■ EXERCISE GOAL:
In the data below, retype exactly the line that contains "pub mod render;" and every line after it, through the last.

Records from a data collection
● ● ● ● ● ● ●
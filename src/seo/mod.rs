pub mod candidates;
pub mod meta;
pub mod options;
pub mod render;

// Re-export commonly used types
pub use candidates::Candidates;
pub use meta::{Dimension, SeoMetaBuilder};
pub use options::SeoOptions;
pub use render::{HtmlRenderer, TagRenderer};

fn html_escape(s: &str) -> String {
    s.replace('&', "&amp;")
        .replace('<', "&lt;")
        .replace('>', "&gt;")
        .replace('"', "&quot;")
}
● ● ● ● ● ● ●
■ SOLUTION TO THIS PROBLEM:
pub mod render;

// Re-export commonly used types
pub use candidates::Candidates;
pub use meta::{Dimension, SeoMetaBuilder};
pub use options::SeoOptions;
pub use render::{HtmlRenderer, TagRenderer};

fn html_escape(s: &str) -> String {
    s.replace('&', "&amp;")
        .replace('<', "&lt;")
        .replace('>', "&gt;")
        .replace('"', "&quot;")
}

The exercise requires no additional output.